Friday, January 30, 2009

A Wiser Way to Spend $819 Billion

(Update: the estimated size of Obama's spending package now is approaching $1 TRILLION.) 

Former Secretary of Labor nominee Linda Chavez has a great idea in her column today:

President Obama wants to stimulate the economy by having the government take $819 billion of our money and decide how to spend it.

Obama and Friends think it should be spent on bailing out badly run banks and car companies, people who bought more house or assumed more credit card debt than they could comfortably afford, and private-sector-rejected alternative energy schemes.

And let's not forget about the mountain of pork in the legislation--from another Florida theme park to, as the Wall Street Journal reported, "$650 million on top of the billions already doled out to pay for digital TV conversion coupons."

Even worthy projects such as building roads will be done far more expensively and slowly than if the money were left in private hands. A City of San Francisco carpenter said, "We build as slowly as we can, and if someone builds faster, we slit his tires."

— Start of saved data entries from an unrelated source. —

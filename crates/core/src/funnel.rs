//! Forward funnel model: spend and funnel rates in, outcome metrics out.
//!
//! Every stage is the previous stage times a probability, so a zero anywhere
//! collapses everything downstream of it. Degenerate divisions yield 0.

use crate::types::{CampaignInputs, OutcomeMetrics};

/// Anything that can project outcome metrics from campaign inputs. The solver
/// takes one of these instead of re-deriving the funnel formulas.
pub trait FunnelModel {
    fn evaluate(&self, inputs: &CampaignInputs) -> OutcomeMetrics;
}

/// The multiplicative funnel described by [`compute`].
#[derive(Debug, Clone, Copy, Default)]
pub struct ForwardFunnel;

impl FunnelModel for ForwardFunnel {
    fn evaluate(&self, inputs: &CampaignInputs) -> OutcomeMetrics {
        compute(inputs)
    }
}

impl<F> FunnelModel for F
where
    F: Fn(&CampaignInputs) -> OutcomeMetrics,
{
    fn evaluate(&self, inputs: &CampaignInputs) -> OutcomeMetrics {
        self(inputs)
    }
}

/// Project outcome metrics for one snapshot of inputs.
///
/// Rates arrive on the percent scale and are converted to fractions here and
/// nowhere else.
pub fn compute(inputs: &CampaignInputs) -> OutcomeMetrics {
    let spend = inputs.spend;
    let rates = &inputs.rates;

    let ctr = rates.ctr_pct / 100.0;
    let connect_rate = rates.connect_rate_pct / 100.0;
    let conv_lp = rates.conv_lp_pct / 100.0;
    let conv_checkout = rates.conv_checkout_pct / 100.0;

    let impressions = finite(if rates.cpm > 0.0 {
        spend / rates.cpm * 1000.0
    } else {
        0.0
    });
    let clicks = finite(impressions * ctr);
    let cpc = if clicks > 0.0 { finite(spend / clicks) } else { 0.0 };
    let visits = finite(clicks * connect_rate);
    let checkouts = finite(visits * conv_lp);
    let sales = finite(checkouts * conv_checkout);
    let revenue = finite(sales * inputs.avg_price);
    let roas = if spend > 0.0 { finite(revenue / spend) } else { 0.0 };
    let cpa = if sales > 0.0 { finite(spend / sales) } else { 0.0 };
    let landing_page_rate = if visits > 0.0 {
        finite(checkouts / visits * 100.0)
    } else {
        0.0
    };

    OutcomeMetrics {
        impressions,
        clicks,
        cpc,
        visits,
        checkouts,
        sales,
        revenue,
        roas,
        cpa,
        landing_page_rate,
    }
}

/// Overflowed stages count as 0 so they cannot turn into NaN downstream.
fn finite(value: f64) -> f64 {
    if value.is_finite() {
        value
    } else {
        0.0
    }
}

As Sen. Tom Coburn said Thursday: "80 percent of this bill is spending with money we don't have on things we don't need, that won't stimulate the economy."

Chavez argues that it would be wiser to let the collective wisdom of the American public decide how to spend that $819 billion. How would she do that? Send every American a debit card for $3,000 that had to be spent in the next 18 months.

Not only would that use the collective decision-making power of 300,000,000 people (rather than a relative handful of politicians and government bureaucrats) to identify the wisest beneficiaries of cash, it would enable all those 300,000,000 people rather than the government to choose the way their $3,000 could most improve their lives.

Here's the link to the full column. And here's a link to all of Linda Chavez's syndicated columns.

2 comments:

Anonymous said...

What would people spend the money on? Cigarettes and lottery tickets.

Anonymous said...

Ms. Chavez’ idea is similar to the Townsend plan that was proposed during the 1930s Depression. The difficulty is ensuring that the Govt. grants actually increase consumer spending and increase the ‘velocity of money’.

If I were given $1000 from the Govt., with the stipulation that I must spend it in 1 month, I might just use the $1000 for normally scheduled purchases of food, clothes, entertainment, etc. If I did that I would effectively have saved the $1000, and not spent anyting beyond my normal spending patterns.